● Task prompt: Every record must be retyped exactly as it reads.

[Stored data]
= Beginning of Section =

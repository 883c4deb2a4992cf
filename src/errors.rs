//! Errors used throughout the chess engine.
//!
//! `ChessErrors` is the single error type across the crate so callers can
//! propagate with `?` and match on the failure mode. The variants fall into a
//! few groups:
//! - usage errors raised eagerly at construction (`ConflictingBoardSources`,
//!   snapshot and square parsing failures, bad engine options),
//! - corruption of the board itself (`MissingKing`), which is a bug and not
//!   something normal callers recover from,
//! - notation the engine refuses to guess (`AmbiguousNotation`),
//! - expected control-flow outcomes (`IllegalMove`, `EmptyHistory`).

use thiserror::Error;

use crate::game_state::chess_types::Color;

/// Unified error type for the chess engine.
#[derive(Error, Debug, Clone, PartialEq, Eq)]
pub enum ChessErrors {
    /// A board was requested from both an explicit piece list and a snapshot.
    #[error("cannot create a board from both a piece list and a snapshot string")]
    ConflictingBoardSources,

    /// The snapshot did not have 8 rows of 8 dash-separated tokens.
    ///
    /// Payload: a description of the offending row or count.
    #[error("malformed board snapshot: {0}")]
    InvalidSnapshotShape(String),

    /// A snapshot cell was not `oo` or a `{color}{kind}` pair.
    #[error("invalid board snapshot token: {0:?}")]
    InvalidSnapshotToken(String),

    /// A square name such as `"e4"` could not be parsed.
    #[error("invalid square: {0:?}")]
    InvalidSquare(String),

    /// The board does not contain a king for the given side. This indicates a
    /// corrupted board; the engine cannot decide check without it.
    #[error("no king found for {0:?}")]
    MissingKing(Color),

    /// More than two legal moves share one provisional identifier. Only
    /// two-way disambiguation is supported.
    #[error("{count} legal moves share the identifier {identifier:?}; cannot disambiguate")]
    AmbiguousNotation { identifier: String, count: usize },

    /// The identifier is not in the current legal-move map.
    #[error("illegal move: {0:?}")]
    IllegalMove(String),

    /// Undo was requested with no previous game state stored.
    #[error("no previous game state to restore")]
    EmptyHistory,

    /// An engine option had an unknown name or an unparsable value.
    #[error("invalid engine option {name:?} = {value:?}")]
    InvalidEngineOption { name: String, value: String },
}

pub type ChessResult<T> = Result<T, ChessErrors>;
//! Minimax engine with configurable depth, pruning and move ordering.

use tracing::info;

use crate::engines::engine_trait::{Engine, EngineOutput};
use crate::errors::{ChessErrors, ChessResult};
use crate::game_state::game_state::GameState;
use crate::search::best_move::{best_move_for_state, SearchConfig};

#[derive(Debug, Clone, Default)]
pub struct MinimaxEngine {
    config: SearchConfig,
}

impl MinimaxEngine {
    pub fn new(config: SearchConfig) -> Self {
        Self { config }
    }

    pub fn config(&self) -> SearchConfig {
        self.config
    }
}

fn parse_bool(value: &str) -> Option<bool> {
    match value.trim().to_ascii_lowercase().as_str() {
        "true" | "on" | "yes" | "1" => Some(true),
        "false" | "off" | "no" | "0" => Some(false),
        _ => None,
    }
}

impl Engine for MinimaxEngine {
    fn name(&self) -> &str {
        "Ply Minimax"
    }

    fn set_option(&mut self, name: &str, value: &str) -> ChessResult<()> {
        let invalid = || ChessErrors::InvalidEngineOption {
            name: name.to_owned(),
            value: value.to_owned(),
        };
        match name.trim().to_ascii_lowercase().as_str() {
            "depth" => self.config.depth = value.trim().parse::<u8>().map_err(|_| invalid())?,
            "prune" => self.config.prune = parse_bool(value).ok_or_else(invalid)?,
            "ordered" => self.config.ordered = parse_bool(value).ok_or_else(invalid)?,
            _ => return Err(invalid()),
        }
        Ok(())
    }

    fn choose_move(&mut self, game_state: &GameState) -> ChessResult<EngineOutput> {
        let report = best_move_for_state(game_state, self.config)?;
        info!(
            player = ?game_state.current_player,
            best = report.identifier.as_deref().unwrap_or("-"),
            value = report.value,
            nodes = report.stats.nodes,
            "minimax engine chose a move"
        );
        Ok(EngineOutput {
            best_move: report.identifier,
            value: Some(report.value),
            info_lines: vec![
                format!("minimax depth {}", self.config.depth),
                format!("minimax nodes {}", report.stats.nodes),
                format!("minimax cutoffs {}", report.stats.cutoffs),
            ],
        })
    }
}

= End of Section =

● Expected output:
repository 883c4deb2a4992cf
filename src/errors.rs
//! Errors used throughout the chess engine.
//!
//! `ChessErrors` is the single error type across the crate so callers can
//! propagate with `?` and match on the failure mode. The variants fall into a
//! few groups:
//! - usage errors raised eagerly at construction (`ConflictingBoardSources`,
//!   snapshot and square parsing failures, bad engine options),
//! - corruption of the board itself (`MissingKing`), which is a bug and not
//!   something normal callers recover from,
//! - notation the engine refuses to guess (`AmbiguousNotation`),
//! - expected control-flow outcomes (`IllegalMove`, `EmptyHistory`).

use thiserror::Error;

use crate::game_state::chess_types::Color;

/// Unified error type for the chess engine.
#[derive(Error, Debug, Clone, PartialEq, Eq)]
pub enum ChessErrors {
    /// A board was requested from both an explicit piece list and a snapshot.
    #[error("cannot create a board from both a piece list and a snapshot string")]
    ConflictingBoardSources,

    /// The snapshot did not have 8 rows of 8 dash-separated tokens.
    ///
    /// Payload: a description of the offending row or count.
    #[error("malformed board snapshot: {0}")]
    InvalidSnapshotShape(String),

    /// A snapshot cell was not `oo` or a `{color}{kind}` pair.
    #[error("invalid board snapshot token: {0:?}")]
    InvalidSnapshotToken(String),

    /// A square name such as `"e4"` could not be parsed.
    #[error("invalid square: {0:?}")]
    InvalidSquare(String),

    /// The board does not contain a king for the given side. This indicates a
    /// corrupted board; the engine cannot decide check without it.
    #[error("no king found for {0:?}")]
    MissingKing(Color),

    /// More than two legal moves share one provisional identifier. Only
    /// two-way disambiguation is supported.
    #[error("{count} legal moves share the identifier {identifier:?}; cannot disambiguate")]
    AmbiguousNotation { identifier: String, count: usize },

    /// The identifier is not in the current legal-move map.
    #[error("illegal move: {0:?}")]
    IllegalMove(String),

    /// Undo was requested with no previous game state stored.
    #[error("no previous game state to restore")]
    EmptyHistory,

    /// An engine option had an unknown name or an unparsable value.
    #[error("invalid engine option {name:?} = {value:?}")]
    InvalidEngineOption { name: String, value: String },
}

pub type ChessResult<T> = Result<T, ChessErrors>;
//! Minimax engine with configurable depth, pruning and move ordering.

use tracing::info;

use crate::engines::engine_trait::{Engine, EngineOutput};
use crate::errors::{ChessErrors, ChessResult};
use crate::game_state::game_state::GameState;
use crate::search::best_move::{best_move_for_state, SearchConfig};

#[derive(Debug, Clone, Default)]
pub struct MinimaxEngine {
    config: SearchConfig,
}

impl MinimaxEngine {
    pub fn new(config: SearchConfig) -> Self {
        Self { config }
    }

    pub fn config(&self) -> SearchConfig {
        self.config
    }
}

fn parse_bool(value: &str) -> Option<bool> {
    match value.trim().to_ascii_lowercase().as_str() {
        "true" | "on" | "yes" | "1" => Some(true),
        "false" | "off" | "no" | "0" => Some(false),
        _ => None,
    }
}

impl Engine for MinimaxEngine {
    fn name(&self) -> &str {
        "Ply Minimax"
    }

    fn set_option(&mut self, name: &str, value: &str) -> ChessResult<()> {
        let invalid = || ChessErrors::InvalidEngineOption {
            name: name.to_owned(),
            value: value.to_owned(),
        };
        match name.trim().to_ascii_lowercase().as_str() {
            "depth" => self.config.depth = value.trim().parse::<u8>().map_err(|_| invalid())?,
            "prune" => self.config.prune = parse_bool(value).ok_or_else(invalid)?,
            "ordered" => self.config.ordered = parse_bool(value).ok_or_else(invalid)?,
            _ => return Err(invalid()),
        }
        Ok(())
    }

    fn choose_move(&mut self, game_state: &GameState) -> ChessResult<EngineOutput> {
        let report = best_move_for_state(game_state, self.config)?;
        info!(
            player = ?game_state.current_player,
            best = report.identifier.as_deref().unwrap_or("-"),
            value = report.value,
            nodes = report.stats.nodes,
            "minimax engine chose a move"
        );
        Ok(EngineOutput {
            best_move: report.identifier,
            value: Some(report.value),
            info_lines: vec![
                format!("minimax depth {}", self.config.depth),
                format!("minimax nodes {}", report.stats.nodes),
                format!("minimax cutoffs {}", report.stats.cutoffs),
            ],
        })
    }
}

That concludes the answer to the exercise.